//! Location Table Component
//!
//! One page of locations with a "check all" header checkbox.

use std::collections::HashSet;

use leptos::prelude::*;

use crate::components::{CheckboxComponent, LargeButton, StarButton, TextButton};
use crate::models::Location;

#[component]
pub fn LocationTable(
    #[prop(into)] rows: Signal<Vec<Location>>,
    #[prop(into)] all_active: Signal<bool>,
    /// Ids of rows whose star is being saved
    #[prop(into)]
    pending_stars: Signal<HashSet<u32>>,
    #[prop(into)] on_toggle_all: Callback<()>,
    #[prop(into)] on_toggle_active: Callback<u32>,
    #[prop(into)] on_toggle_star: Callback<u32>,
    #[prop(into)] on_open: Callback<u32>,
    #[prop(into)] on_assign_robot: Callback<u32>,
) -> impl IntoView {
    view! {
        <table class="location-table">
            <thead>
                <tr>
                    <th class="col-checkbox">
                        <CheckboxComponent checked=all_active on_change=move |_: ()| on_toggle_all.run(()) />
                    </th>
                    <th class="col-star"></th>
                    <th class="col-name">"Locations"</th>
                    <th class="col-robot">"Robots"</th>
                    <th class="col-type">"Location Types"</th>
                </tr>
            </thead>
            <tbody>
                <For
                    each=move || rows.get()
                    key=|location| (location.id, location.starred, location.is_active)
                    children=move |location| {
                        let id = location.id;
                        view! {
                            <LocationRow
                                location=location
                                pending=Signal::derive(move || pending_stars.with(|ids| ids.contains(&id)))
                                on_toggle_active=on_toggle_active
                                on_toggle_star=on_toggle_star
                                on_open=on_open
                                on_assign_robot=on_assign_robot
                            />
                        }
                    }
                />
            </tbody>
        </table>
    }
}

#[component]
pub fn LocationRow(
    location: Location,
    #[prop(into)] pending: Signal<bool>,
    on_toggle_active: Callback<u32>,
    on_toggle_star: Callback<u32>,
    on_open: Callback<u32>,
    on_assign_robot: Callback<u32>,
) -> impl IntoView {
    let id = location.id;
    let robot_cell = match location.robot {
        Some(robot) => view! {
            <span class="robot-status">
                <span class=if robot.is_online { "status-dot online" } else { "status-dot offline" }>
                    "●"
                </span>
                {robot.id}
            </span>
        }
        .into_any(),
        None => view! {
            <TextButton label="Add" underline=true on_click=move |_: ()| on_assign_robot.run(id) />
        }
        .into_any(),
    };

    view! {
        <tr class="location-row">
            <td class="col-checkbox">
                <CheckboxComponent checked=location.is_active on_change=move |_: ()| on_toggle_active.run(id) />
            </td>
            <td class="col-star">
                <StarButton starred=location.starred pending=pending on_click=move |_: ()| on_toggle_star.run(id) />
            </td>
            <td class="col-name">
                <LargeButton
                    label=location.name
                    is_active=location.is_active
                    has_right_arrow=true
                    on_click=move |_: ()| on_open.run(id)
                />
            </td>
            <td class="col-robot">{robot_cell}</td>
            <td class="col-type">{location.location_type}</td>
        </tr>
    }
}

Aim of the exercise: Report each line in the data that holds the word "StarButton".

Answer area:
use crate::components::{CheckboxComponent, LargeButton, StarButton, TextButton};
                <StarButton starred=location.starred pending=pending on_click=move |_: ()| on_toggle_star.run(id) />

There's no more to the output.